The Arlington adult education program, for instance, has added courses that appeal particularly to young adults. New Orleans cookery, interior designing, basic vegetarian meals and microwave cooking classes fill up as fast as most of those the recreation department offers in aerobics and tennis.
Connie McAdam, chief of the county's Recreation Division, said there has been a significant increase in the number of young adults signing up for programs. More recently, she said, she has been asked to allow a Washington area Frisbee club space for its national "ultimate Frisbee" tournament -- a football-style sport played with a Frisbee, which is popular among recent college graduates.
Cwi Steiman, the managing partner for the Courts Royal fitness centers in the area, says the Arlington club has a younger membership than others in the region. "We've always catered to a population that is young in Arlington," he said.
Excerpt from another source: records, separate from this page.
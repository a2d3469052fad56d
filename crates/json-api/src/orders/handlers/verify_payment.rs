//! Verify Payment Handler

use salvo::{
    oapi::{ToSchema, extract::JsonBody},
    prelude::*,
};
use serde::{Deserialize, Serialize};
use uuid::Uuid;

use flames_app::domain::orders::data::PaymentConfirmation;

use crate::{
    extensions::*,
    orders::{errors::into_status_error, responses::OrderResponse},
};

/// Payment confirmation from the storefront after the provider's checkout completes.
#[derive(Debug, Serialize, Deserialize, ToSchema)]
pub(crate) struct VerifyPaymentRequest {
    pub order_id: Uuid,
    pub payment_id: String,

    /// Provider signature, recorded but not checked
    #[serde(default)]
    pub signature: Option<String>,
}

impl From<VerifyPaymentRequest> for PaymentConfirmation {
    fn from(request: VerifyPaymentRequest) -> Self {
        PaymentConfirmation {
            order: request.order_id.into(),
            payment_id: request.payment_id,
            signature: request.signature,
        }
    }
}

/// Verify Payment Handler
///
/// Marks the order paid.
#[endpoint(
    tags("checkout"),
    summary = "Verify Payment",
    responses(
        (status_code = StatusCode::OK, description = "Order paid"),
        (status_code = StatusCode::NOT_FOUND, description = "Order not found"),
    ),
)]
pub(crate) async fn handler(
    json: JsonBody<VerifyPaymentRequest>,
    depot: &mut Depot,
) -> Result<Json<OrderResponse>, StatusError> {
    let app = depot.app()?;

    let order = app
        .orders
        .verify_payment(json.into_inner().into())
        .await
        .map_err(into_status_error)?;

    Ok(Json(order.into()))
}
//! Banners

pub mod data;
pub mod errors;
pub mod records;
pub(crate) mod repository;
pub mod service;

pub use errors::BannersServiceError;
pub use service::*;
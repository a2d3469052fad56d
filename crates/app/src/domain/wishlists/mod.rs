//! Wishlists

pub mod errors;
pub mod records;
pub(crate) mod repository;
pub mod service;

pub use errors::WishlistsServiceError;
pub use service::*;
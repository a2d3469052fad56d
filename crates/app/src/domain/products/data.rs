//! Products Data

use std::{collections::BTreeMap, convert::Infallible, str::FromStr};

use uuid::Uuid;

use crate::domain::products::records::{ProductImage, ProductUuid};

/// Default page size when listing products.
pub const DEFAULT_PRODUCT_LIMIT: u32 = 50;

/// Editable product fields. Updates replace all of them.
#[derive(Debug, Clone, PartialEq)]
pub struct ProductDetails {
    pub title: String,
    pub slug: String,
    pub description: Option<String>,
    pub price: u64,
    pub sale_price: Option<u64>,
    pub category: String,
    pub brand: Option<String>,
    pub rating: f64,
    pub rating_count: u32,
    pub stock: u32,
    pub images: Vec<ProductImage>,
    pub specs: BTreeMap<String, String>,
    pub featured: bool,
    pub tags: Vec<String>,
}

/// New Product Data
#[derive(Debug, Clone, PartialEq)]
pub struct NewProduct {
    pub uuid: ProductUuid,
    pub details: ProductDetails,
}

/// Identifies a product by UUID or by slug.
#[derive(Debug, Clone, PartialEq, Eq)]
pub enum ProductKey {
    Uuid(ProductUuid),
    Slug(String),
}

impl FromStr for ProductKey {
    type Err = Infallible;

    fn from_str(value: &str) -> Result<Self, Self::Err> {
        Ok(Uuid::parse_str(value).map_or_else(
            |_| Self::Slug(value.to_string()),
            |uuid| Self::Uuid(ProductUuid::from_uuid(uuid)),
        ))
    }
}

/// Product listing filters. Absent filters match every product.
#[derive(Debug, Clone, PartialEq, Eq)]
pub struct ProductFilter {
    /// Case-insensitive substring of the title.
    pub query: Option<String>,

    /// Category slug.
    pub category: Option<String>,

    pub brand: Option<String>,

    /// Inclusive lower bound on the list price, in minor units.
    pub min_price: Option<u64>,

    /// Inclusive upper bound on the list price, in minor units.
    pub max_price: Option<u64>,

    pub featured: Option<bool>,
    pub limit: u32,
}

impl Default for ProductFilter {
    fn default() -> Self {
        Self {
            query: None,
            category: None,
            brand: None,
            min_price: None,
            max_price: None,
            featured: None,
            limit: DEFAULT_PRODUCT_LIMIT,
        }
    }
}

#[cfg(test)]
mod tests {
    use testresult::TestResult;

    use super::*;

    #[test]
    fn product_key_parses_uuid() -> TestResult {
        let uuid = Uuid::now_v7();
        let key: ProductKey = uuid.to_string().parse()?;

        assert_eq!(key, ProductKey::Uuid(ProductUuid::from_uuid(uuid)));

        Ok(())
    }

    #[test]
    fn product_key_falls_back_to_slug() -> TestResult {
        let key: ProductKey = "premium-gadget-1".parse()?;

        assert_eq!(key, ProductKey::Slug("premium-gadget-1".to_string()));

        Ok(())
    }

    #[test]
    fn default_filter_limits_to_fifty() {
        assert_eq!(ProductFilter::default().limit, 50);
    }
}
//! Orders
//!
//! Checkout, mock payment confirmation and order history.

mod errors;
pub(crate) mod handlers;
mod responses;
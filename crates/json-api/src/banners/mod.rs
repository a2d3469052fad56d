//! Banners

mod errors;
pub(crate) mod handlers;
//! Categories service errors.

use sqlx::{
    Error,
    error::{DatabaseError, ErrorKind},
};
use thiserror::Error;

#[derive(Debug, Error)]
pub enum CategoriesServiceError {
    #[error("category already exists")]
    AlreadyExists,

    #[error("category not found")]
    NotFound,

    #[error("related resource not found")]
    InvalidReference,

    #[error("missing required data")]
    MissingRequiredData,

    #[error("invalid data")]
    InvalidData,

    #[error("storage error")]
    Sql(#[source] Error),
}

impl From<Error> for CategoriesServiceError {
    fn from(error: Error) -> Self {
        if matches!(error, Error::RowNotFound) {
            return Self::NotFound;
        }

        match error.as_database_error().map(DatabaseError::kind) {
            Some(ErrorKind::UniqueViolation) => Self::AlreadyExists,
            Some(ErrorKind::ForeignKeyViolation) => Self::InvalidReference,
            Some(ErrorKind::NotNullViolation) => Self::MissingRequiredData,
            Some(ErrorKind::CheckViolation) => Self::InvalidData,
            Some(ErrorKind::Other | _) | None => Self::Sql(error),
        }
    }
}
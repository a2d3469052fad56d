//! Orders service errors.

use flames::prelude::CheckoutError;
use sqlx::{
    Error,
    error::{DatabaseError, ErrorKind},
};
use thiserror::Error;

#[derive(Debug, Error)]
pub enum OrdersServiceError {
    #[error("order already exists")]
    AlreadyExists,

    #[error("order not found")]
    NotFound,

    #[error("unknown user")]
    InvalidReference,

    #[error("missing required data")]
    MissingRequiredData,

    #[error("invalid data")]
    InvalidData,

    #[error("checkout failed")]
    Checkout(#[from] CheckoutError),

    #[error("storage error")]
    Sql(#[source] Error),
}

impl From<Error> for OrdersServiceError {
    fn from(error: Error) -> Self {
        if matches!(error, Error::RowNotFound) {
            return Self::NotFound;
        }

        match error.as_database_error().map(DatabaseError::kind) {
            Some(ErrorKind::UniqueViolation) => Self::AlreadyExists,
            Some(ErrorKind::ForeignKeyViolation) => Self::InvalidReference,
            Some(ErrorKind::NotNullViolation) => Self::MissingRequiredData,
            Some(ErrorKind::CheckViolation) => Self::InvalidData,
            Some(ErrorKind::Other | _) | None => Self::Sql(error),
        }
    }
}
Some of the young adults who have come to Arlington in the last decade have stayed and started families. Charles Whitestone, a 39-year-old mortgage banker, moved to Arlington from Alexandria seven years ago with his wife Ellen. A freak lightning storm that damaged the upstairs apartment of their condominium town house in Fairlington eventually led them to knock out walls and redesign the house for what has become a four-member family.
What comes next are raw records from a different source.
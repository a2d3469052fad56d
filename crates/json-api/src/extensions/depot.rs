//! Depot helper extensions.

use std::{any::Any, sync::Arc};

use flames_app::context::AppContext;
use salvo::prelude::{Depot, StatusError};

use crate::state::State;

/// Helpers for mapping depot extraction failures to HTTP errors.
pub(crate) trait DepotExt {
    fn obtain_or_500<T: Any + Send + Sync>(&self) -> Result<&T, StatusError>;

    /// Application services from the injected [`State`].
    fn app(&self) -> Result<&AppContext, StatusError>;
}

impl DepotExt for Depot {
    fn obtain_or_500<T: Any + Send + Sync>(&self) -> Result<&T, StatusError> {
        self.obtain::<T>()
            .map_err(|_ignored| StatusError::internal_server_error())
    }

    fn app(&self) -> Result<&AppContext, StatusError> {
        self.obtain_or_500::<Arc<State>>().map(|state| &state.app)
    }
}
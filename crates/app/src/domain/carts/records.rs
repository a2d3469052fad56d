//! Cart Records

use jiff::Timestamp;

use crate::domain::{accounts::records::UserUuid, products::records::ProductUuid};

/// Cart Record
#[derive(Debug, Clone, PartialEq)]
pub struct CartRecord {
    pub user: UserUuid,
    pub items: Vec<CartItemRecord>,
}

/// Cart Item Record
#[derive(Debug, Clone, PartialEq)]
pub struct CartItemRecord {
    pub product: ProductUuid,
    pub quantity: u32,
    pub created_at: Timestamp,
    pub updated_at: Timestamp,
}
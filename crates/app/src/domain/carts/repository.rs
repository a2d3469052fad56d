//! Carts Repository

use jiff_sqlx::Timestamp as SqlxTimestamp;
use sqlx::{FromRow, Postgres, Row, Transaction, postgres::PgRow, query, query_as};

use crate::{
    columns::{encode_count, try_get_count},
    domain::{
        accounts::records::UserUuid,
        carts::{data::NewCartItem, records::CartItemRecord},
        products::records::ProductUuid,
    },
};

const GET_CART_ITEMS_SQL: &str = include_str!("sql/get_cart_items.sql");
const ADD_CART_ITEM_SQL: &str = include_str!("sql/add_cart_item.sql");
const REMOVE_CART_ITEM_SQL: &str = include_str!("sql/remove_cart_item.sql");

#[derive(Debug, Clone, Default)]
pub(crate) struct PgCartsRepository;

impl PgCartsRepository {
    #[must_use]
    pub(crate) fn new() -> Self {
        Self
    }

    pub(crate) async fn get_cart_items(
        &self,
        tx: &mut Transaction<'_, Postgres>,
        user: UserUuid,
    ) -> Result<Vec<CartItemRecord>, sqlx::Error> {
        query_as::<Postgres, CartItemRecord>(GET_CART_ITEMS_SQL)
            .bind(user.into_uuid())
            .fetch_all(&mut **tx)
            .await
    }

    /// Adds the item, or increases the quantity of a product already in the cart.
    pub(crate) async fn add_cart_item(
        &self,
        tx: &mut Transaction<'_, Postgres>,
        user: UserUuid,
        item: NewCartItem,
    ) -> Result<CartItemRecord, sqlx::Error> {
        query_as::<Postgres, CartItemRecord>(ADD_CART_ITEM_SQL)
            .bind(user.into_uuid())
            .bind(item.product.into_uuid())
            .bind(encode_count(item.quantity.get(), "quantity")?)
            .fetch_one(&mut **tx)
            .await
    }

    pub(crate) async fn remove_cart_item(
        &self,
        tx: &mut Transaction<'_, Postgres>,
        user: UserUuid,
        product: ProductUuid,
    ) -> Result<u64, sqlx::Error> {
        let rows_affected = query(REMOVE_CART_ITEM_SQL)
            .bind(user.into_uuid())
            .bind(product.into_uuid())
            .execute(&mut **tx)
            .await?
            .rows_affected();

        Ok(rows_affected)
    }
}

impl<'r> FromRow<'r, PgRow> for CartItemRecord {
    fn from_row(row: &'r PgRow) -> sqlx::Result<Self> {
        Ok(Self {
            product: ProductUuid::from_uuid(row.try_get("product_uuid")?),
            quantity: try_get_count(row, "quantity")?,
            created_at: row.try_get::<SqlxTimestamp, _>("created_at")?.to_jiff(),
            updated_at: row.try_get::<SqlxTimestamp, _>("updated_at")?.to_jiff(),
        })
    }
}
"We wanted to stay here," said Ellen Whitestone. "We're happy with the tax base and the proximity to wherever we want to go. The county has excellent child care and preschool programs. It fits the bill for what we wanted."
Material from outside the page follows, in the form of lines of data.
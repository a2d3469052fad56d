//! Graceful shutdown on Ctrl+C or SIGTERM.

use std::{fmt, io, time::Duration};

use salvo::server::ServerHandle;
use thiserror::Error;
use tokio::signal;
use tracing::info;

/// How long in-flight checkouts get to finish once a signal arrives.
const DRAIN_TIMEOUT: Duration = Duration::from_secs(30);

#[derive(Debug, Error)]
pub(crate) enum ShutdownSignalError {
    #[error("failed to install Ctrl+C handler: {0}")]
    Interrupt(#[source] io::Error),

    #[cfg(unix)]
    #[error("failed to install SIGTERM handler: {0}")]
    Terminate(#[source] io::Error),
}

/// Signal that stopped the server.
#[derive(Debug, Clone, Copy, PartialEq, Eq)]
pub(crate) enum ShutdownSignal {
    Interrupt,
    Terminate,
}

impl fmt::Display for ShutdownSignal {
    fn fmt(&self, f: &mut fmt::Formatter<'_>) -> fmt::Result {
        match self {
            Self::Interrupt => f.write_str("SIGINT"),
            Self::Terminate => f.write_str("SIGTERM"),
        }
    }
}

#[cfg(unix)]
async fn terminate() -> Result<(), ShutdownSignalError> {
    signal::unix::signal(signal::unix::SignalKind::terminate())
        .map_err(ShutdownSignalError::Terminate)?
        .recv()
        .await;

    Ok(())
}

#[cfg(not(unix))]
async fn terminate() -> Result<(), ShutdownSignalError> {
    std::future::pending().await
}

async fn wait_for_signal() -> Result<ShutdownSignal, ShutdownSignalError> {
    tokio::select! {
        result = signal::ctrl_c() => {
            result.map_err(ShutdownSignalError::Interrupt)?;

            Ok(ShutdownSignal::Interrupt)
        }
        result = terminate() => {
            result?;

            Ok(ShutdownSignal::Terminate)
        }
    }
}

/// Wait for a shutdown signal, then stop accepting connections and drain the rest.
pub(crate) async fn listen(handle: ServerHandle) -> Result<ShutdownSignal, ShutdownSignalError> {
    let signal = wait_for_signal().await?;

    info!(%signal, drain_seconds = DRAIN_TIMEOUT.as_secs(), "shutting down");

    handle.stop_graceful(Some(DRAIN_TIMEOUT));

    Ok(signal)
}

#[cfg(test)]
mod tests {
    use super::*;

    #[test]
    fn signals_display_their_names() {
        assert_eq!(ShutdownSignal::Interrupt.to_string(), "SIGINT");
        assert_eq!(ShutdownSignal::Terminate.to_string(), "SIGTERM");
    }
}
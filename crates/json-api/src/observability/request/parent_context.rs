//! Parent trace context extraction from HTTP headers.

use opentelemetry::{Context, global, propagation::Extractor, trace::TraceContextExt as _};
use salvo::http::{HeaderMap, HeaderName};

pub(super) fn extract_parent_context(headers: &HeaderMap) -> Option<Context> {
    let extractor = HeaderExtractor::new(headers);

    global::get_text_map_propagator(|propagator| {
        // Use a fresh base context so missing trace headers don't inherit the
        // currently active in-process span chain.
        let context = propagator.extract_with_context(&Context::new(), &extractor);
        let span = context.span();
        let span_context = span.span_context();

        span_context.is_valid().then_some(context)
    })
}

#[derive(Debug)]
struct HeaderExtractor<'a> {
    headers: &'a HeaderMap,
}

impl<'a> HeaderExtractor<'a> {
    fn new(headers: &'a HeaderMap) -> Self {
        Self { headers }
    }
}

impl Extractor for HeaderExtractor<'_> {
    fn get(&self, key: &str) -> Option<&str> {
        let value = self.headers.get(key)?;
        value.to_str().ok()
    }

    fn keys(&self) -> Vec<&str> {
        self.headers.keys().map(HeaderName::as_str).collect()
    }
}

#[cfg(test)]
mod tests {
    use super::*;

    #[test]
    fn missing_traceparent_yields_no_parent() {
        assert!(
            extract_parent_context(&HeaderMap::new()).is_none(),
            "no parent without trace headers"
        );
    }
}
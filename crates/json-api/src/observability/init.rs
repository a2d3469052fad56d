//! Telemetry lifecycle management.

use opentelemetry::global;
use opentelemetry_sdk::{propagation::TraceContextPropagator, trace::SdkTracerProvider};
use tracing::error;

use crate::config::ServerConfig;

use super::{ObservabilityError, logging, otel, settings};

/// Runtime observability state.
#[derive(Debug)]
pub(crate) struct Observability {
    tracer_provider: Option<SdkTracerProvider>,
}

impl Observability {
    /// Initialize structured logging and optional OpenTelemetry export.
    pub(crate) fn init(config: &ServerConfig) -> Result<Self, ObservabilityError> {
        settings::apply_runtime_config(config);

        let tracer_provider = if config.observability.otel_enabled {
            global::set_text_map_propagator(TraceContextPropagator::new());

            Some(otel::build_tracer_provider(config)?)
        } else {
            None
        };

        logging::init_subscriber(config, tracer_provider.as_ref())?;

        Ok(Self { tracer_provider })
    }

    /// Flush and shutdown telemetry pipelines.
    pub(crate) fn shutdown(self) {
        let Some(provider) = self.tracer_provider else {
            return;
        };

        if let Err(source) = provider.shutdown() {
            error!("failed to shutdown tracer provider: {source}");
        }
    }
}
//! Delete Product Handler

use salvo::{oapi::extract::PathParam, prelude::*};
use uuid::Uuid;

use crate::{extensions::*, products::errors::into_status_error};

/// Delete Product Handler
#[endpoint(
    tags("admin"),
    summary = "Delete Product",
    security(("admin_key" = [])),
    responses(
        (status_code = StatusCode::OK, description = "Product deleted"),
        (status_code = StatusCode::NOT_FOUND, description = "Product not found"),
        (status_code = StatusCode::BAD_REQUEST, description = "Bad Request"),
        (status_code = StatusCode::UNAUTHORIZED, description = "Unauthorized"),
        (status_code = StatusCode::INTERNAL_SERVER_ERROR, description = "Internal Server Error"),
    ),
)]
pub(crate) async fn handler(
    product: PathParam<Uuid>,
    depot: &mut Depot,
) -> Result<StatusCode, StatusError> {
    let app = depot.app()?;

    app.products
        .delete_product(product.into_inner().into())
        .await
        .map_err(into_status_error)?;

    Ok(StatusCode::OK)
}

#[cfg(test)]
mod tests {
    use salvo::test::TestClient;

    use flames_app::domain::products::{ProductsServiceError, records::ProductUuid};

    use crate::test_helpers::TestServices;

    use super::*;

    fn make_service(services: TestServices) -> Service {
        services.service(Router::with_path("admin/products/{product}").delete(handler))
    }

    #[tokio::test]
    async fn test_delete_product_success() {
        let uuid = ProductUuid::new();

        let mut services = TestServices::default();

        services
            .products
            .expect_delete_product()
            .once()
            .withf(move |product| *product == uuid)
            .return_once(|_| Ok(()));

        let res = TestClient::delete(format!("http://example.com/admin/products/{uuid}"))
            .send(&make_service(services))
            .await;

        assert_eq!(res.status_code, Some(StatusCode::OK));
    }

    #[tokio::test]
    async fn test_delete_missing_product_returns_404() {
        let mut services = TestServices::default();

        services
            .products
            .expect_delete_product()
            .once()
            .return_once(|_| Err(ProductsServiceError::NotFound));

        let res = TestClient::delete(format!(
            "http://example.com/admin/products/{}",
            ProductUuid::new()
        ))
        .send(&make_service(services))
        .await;

        assert_eq!(res.status_code, Some(StatusCode::NOT_FOUND));
    }

    #[tokio::test]
    async fn test_delete_invalid_uuid_returns_400() {
        let mut services = TestServices::default();

        services.products.expect_delete_product().never();

        let res = TestClient::delete("http://example.com/admin/products/not-a-uuid")
            .send(&make_service(services))
            .await;

        assert_eq!(res.status_code, Some(StatusCode::BAD_REQUEST));
    }
}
But she worries that, years from now, the family may have to move to another county in search of a larger house.
It's the kind of predicament that has county officials worried.
"We want to maintain a balanced community which has all age groups," Whipple said. "We need to stress what the advantages are for families here. We don't want to become a single-adults community by default."
Between 1970 and 1980, the average size of a household in the county dropped from 2.43 persons to 2.07. The number of families decreased 21 percent while the number of one- and two-person households increased 20 percent. By 1980, single persons of all ages accounted for 55 percent of the county's population.
But there are signs that families are coming to stay in Arlington, Whipple said, referring to indications of a "minibaby boom" in the county and elsewhere.
While Arlington had the lowest "fertility rate" in the area in the last decade, more residents have begun having babies, state figures show. In 1982, women aged 20 to 34 years had 1,881 babies, compared with 1,599 in 1980.
The increase in children also can be seen in the enrollment jumps in day-care facilities and the preschool and afterschool "extended-day" programs conducted at all elementary schools. Both programs have waiting lists at some facilities.
County school enrollments, after a decade of steady decline, are beginning to stabilize. In the 1984-85 school year, said C. Thomas Weber, director of operations and facilities in the schools, enrollment increased to 14,684 from 14,525. Enrollment projections for the fall are for 14,895 pupils.
The county's School Board, concerned that only 19 percent of Arlington's households have children under age 18, has decided this year to emphasize the importance of the school system to the residents who do not have children but who pay taxes to operate the schools.
Young, single adults and childless couples realize the importance of the school system, if only because it affects property values, said Libby Ross, a Town and Country real estate agent who was part of the county's task force on families.
"They used to move out, but we are having families moving in now," she said. Ross said she has confidence that the number of families will grow in Arlington: "A yuppie, really, is a professional couple that's decided to have babies."